Rudolf Hilf (1 March 1923, Aš, Czechoslovakia – 20 April 2011, Hamburg, Germany) was a German historian, political scientist and expelled politician.

== Life ==
Hilf, born in 1923, served as a soldier in the Luftwaffe between 1942 and 1945. After the end of the war, his family was expelled from their homeland and settled down in Bavaria. He studied history at the Ludwig-Maximilians-Universität München, and, in 1951, advanced onto political science. After that and until 1959, he worked as a foreign policy speaker of the first speaker of the Sudetendeutsche Landsmannschaft in Germany, along with Rudolf Lodgman von Auen. From 1960 to 1966, he was the private secretary of Prince Max Egon von Hohenlohe-Langenburg, a representative of the Bohemian Hochadels. From 1967 to 1973, he was managing director of the national association of the Federation of Expellees. After that, he was a speaker at the Bavarian State Center for Political Education until his retirement in 1988. From 1995 until his death, he has been a member of the Sudeten German Council and the executive committee of the Bavarian State Group of the Sudetendeutsche Landsmannschaft.
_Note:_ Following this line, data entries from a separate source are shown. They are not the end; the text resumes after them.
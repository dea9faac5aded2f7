//! graft - git-backed dependency manager
//!
//! Resolves the git dependencies a repository declares in graft.yaml into a
//! lock file pinned to exact commits, and upgrades them atomically with
//! migration and verification commands that roll back on failure.

use clap::Parser;
use tracing_subscriber::EnvFilter;

mod cli;
mod commands;
mod common;
mod config;
mod error;
mod exec;
mod git;
mod hash;
mod operations;
mod progress;
mod resolver;
mod snapshot;
mod ui;
mod validator;
mod workspace;

#[cfg(test)]
mod test_fixtures;

use cli::{Cli, Commands};

/// Log to stderr; `RUST_LOG` wins over `--verbose`
fn init_logging(verbose: bool) {
    let default = if verbose { "debug" } else { "warn" };
    let filter = EnvFilter::try_from_default_env().unwrap_or_else(|_| EnvFilter::new(default));
    tracing_subscriber::fmt()
        .with_env_filter(filter)
        .with_writer(std::io::stderr)
        .with_target(false)
        .init();
}

fn main() {
    let cli = Cli::parse();
    init_logging(cli.verbose);
    let settings = cli.settings();

    let result = match cli.command {
        Commands::Resolve => commands::resolve::run(settings),
        Commands::Apply(args) => commands::apply::run(settings, args),
        Commands::Status(args) => commands::status::run(settings, args),
        Commands::Upgrade(args) => commands::upgrade::run(settings, args),
        Commands::Validate(args) => match commands::validate::run(settings, args) {
            Ok(code) => std::process::exit(code),
            Err(e) => Err(e),
        },
        Commands::Version => commands::version::run(),
        Commands::Completions(args) => commands::completions::run(args),
    };

    if let Err(e) = result {
        eprintln!("Error: {e}");
        if let Some(help) = miette::Diagnostic::help(&e) {
            eprintln!("  help: {help}");
        }
        std::process::exit(1);
    }
}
In 1977, together with Josef Stingl, the former President of the Federal Labor Office, Felix Ermacora, Theodor Veiter, Otto Kimminich and others, he founded the International Institute of Nationality Law and Regionalism (Intereg). He was also the initiator of the German-Czech cross-border region "Euregio Egrensis", founded shortly after 1990. He was also an author of many books, studies, and articles.